#### Exercise description:
Scan the listing below and copy every line holding "info".
——
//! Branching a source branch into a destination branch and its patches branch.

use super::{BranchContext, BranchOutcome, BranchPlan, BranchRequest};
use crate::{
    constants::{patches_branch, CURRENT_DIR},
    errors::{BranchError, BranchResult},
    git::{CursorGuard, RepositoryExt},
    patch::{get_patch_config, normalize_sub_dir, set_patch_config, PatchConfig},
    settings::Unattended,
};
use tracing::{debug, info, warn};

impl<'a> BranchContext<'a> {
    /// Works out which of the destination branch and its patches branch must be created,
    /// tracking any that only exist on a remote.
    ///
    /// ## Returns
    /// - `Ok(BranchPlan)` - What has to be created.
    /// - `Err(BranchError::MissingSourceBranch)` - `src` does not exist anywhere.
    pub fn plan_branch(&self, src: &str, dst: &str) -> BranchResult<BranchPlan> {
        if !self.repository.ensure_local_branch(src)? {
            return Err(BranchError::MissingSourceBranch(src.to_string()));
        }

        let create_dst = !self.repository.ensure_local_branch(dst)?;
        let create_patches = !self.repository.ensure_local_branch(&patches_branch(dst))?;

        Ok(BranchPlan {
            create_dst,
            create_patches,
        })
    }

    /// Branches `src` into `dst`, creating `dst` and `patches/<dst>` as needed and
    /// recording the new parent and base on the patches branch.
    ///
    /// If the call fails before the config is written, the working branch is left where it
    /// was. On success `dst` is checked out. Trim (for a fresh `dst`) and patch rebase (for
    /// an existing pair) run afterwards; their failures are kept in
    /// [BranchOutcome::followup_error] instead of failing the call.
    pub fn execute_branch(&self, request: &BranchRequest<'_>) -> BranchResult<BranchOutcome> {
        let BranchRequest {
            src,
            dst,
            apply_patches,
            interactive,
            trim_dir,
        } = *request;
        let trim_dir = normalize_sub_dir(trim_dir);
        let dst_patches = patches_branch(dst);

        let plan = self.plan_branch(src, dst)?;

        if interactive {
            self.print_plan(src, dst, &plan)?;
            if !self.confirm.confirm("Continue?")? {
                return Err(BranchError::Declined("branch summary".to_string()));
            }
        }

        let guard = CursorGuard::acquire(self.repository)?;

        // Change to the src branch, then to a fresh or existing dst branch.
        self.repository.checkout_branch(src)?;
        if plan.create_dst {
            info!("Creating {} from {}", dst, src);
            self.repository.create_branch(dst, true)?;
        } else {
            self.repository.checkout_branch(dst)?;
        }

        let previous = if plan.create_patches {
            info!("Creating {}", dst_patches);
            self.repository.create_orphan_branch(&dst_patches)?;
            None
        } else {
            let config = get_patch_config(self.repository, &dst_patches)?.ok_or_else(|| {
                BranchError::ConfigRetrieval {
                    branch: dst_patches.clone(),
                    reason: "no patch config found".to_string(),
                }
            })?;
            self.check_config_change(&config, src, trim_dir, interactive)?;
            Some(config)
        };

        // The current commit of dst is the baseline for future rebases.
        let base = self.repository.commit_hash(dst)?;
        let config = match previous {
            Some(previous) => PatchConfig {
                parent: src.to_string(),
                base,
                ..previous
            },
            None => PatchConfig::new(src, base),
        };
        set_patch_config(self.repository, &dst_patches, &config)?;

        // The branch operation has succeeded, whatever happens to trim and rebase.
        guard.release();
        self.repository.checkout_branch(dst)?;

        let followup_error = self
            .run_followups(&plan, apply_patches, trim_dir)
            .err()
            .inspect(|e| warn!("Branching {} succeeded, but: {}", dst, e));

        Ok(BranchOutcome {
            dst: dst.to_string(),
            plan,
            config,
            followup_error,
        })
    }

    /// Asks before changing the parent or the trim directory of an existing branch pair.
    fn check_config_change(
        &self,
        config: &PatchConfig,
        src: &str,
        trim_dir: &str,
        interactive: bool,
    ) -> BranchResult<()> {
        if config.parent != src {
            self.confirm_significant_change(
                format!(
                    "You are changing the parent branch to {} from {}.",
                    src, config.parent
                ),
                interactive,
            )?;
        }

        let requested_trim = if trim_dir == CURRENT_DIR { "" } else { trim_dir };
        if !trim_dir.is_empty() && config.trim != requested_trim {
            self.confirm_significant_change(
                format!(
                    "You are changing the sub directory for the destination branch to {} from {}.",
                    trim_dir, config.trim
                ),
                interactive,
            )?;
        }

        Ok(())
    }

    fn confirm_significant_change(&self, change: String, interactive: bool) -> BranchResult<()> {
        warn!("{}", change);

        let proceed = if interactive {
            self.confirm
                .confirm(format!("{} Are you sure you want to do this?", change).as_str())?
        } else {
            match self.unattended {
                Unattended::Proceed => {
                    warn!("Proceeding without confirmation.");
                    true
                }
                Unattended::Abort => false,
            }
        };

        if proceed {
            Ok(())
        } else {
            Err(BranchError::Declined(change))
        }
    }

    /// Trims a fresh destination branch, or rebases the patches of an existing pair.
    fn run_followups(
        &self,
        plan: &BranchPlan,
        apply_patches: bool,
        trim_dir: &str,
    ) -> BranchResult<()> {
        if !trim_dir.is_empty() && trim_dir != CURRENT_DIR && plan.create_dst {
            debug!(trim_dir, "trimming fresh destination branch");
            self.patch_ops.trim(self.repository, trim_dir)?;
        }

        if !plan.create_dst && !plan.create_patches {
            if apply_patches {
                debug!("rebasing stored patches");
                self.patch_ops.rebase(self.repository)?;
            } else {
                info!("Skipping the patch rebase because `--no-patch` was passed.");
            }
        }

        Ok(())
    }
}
——
#### Task result:
use tracing::{debug, info, warn};
            info!("Creating {} from {}", dst, src);
            info!("Creating {}", dst_patches);
                info!("Skipping the patch rebase because `--no-patch` was passed.");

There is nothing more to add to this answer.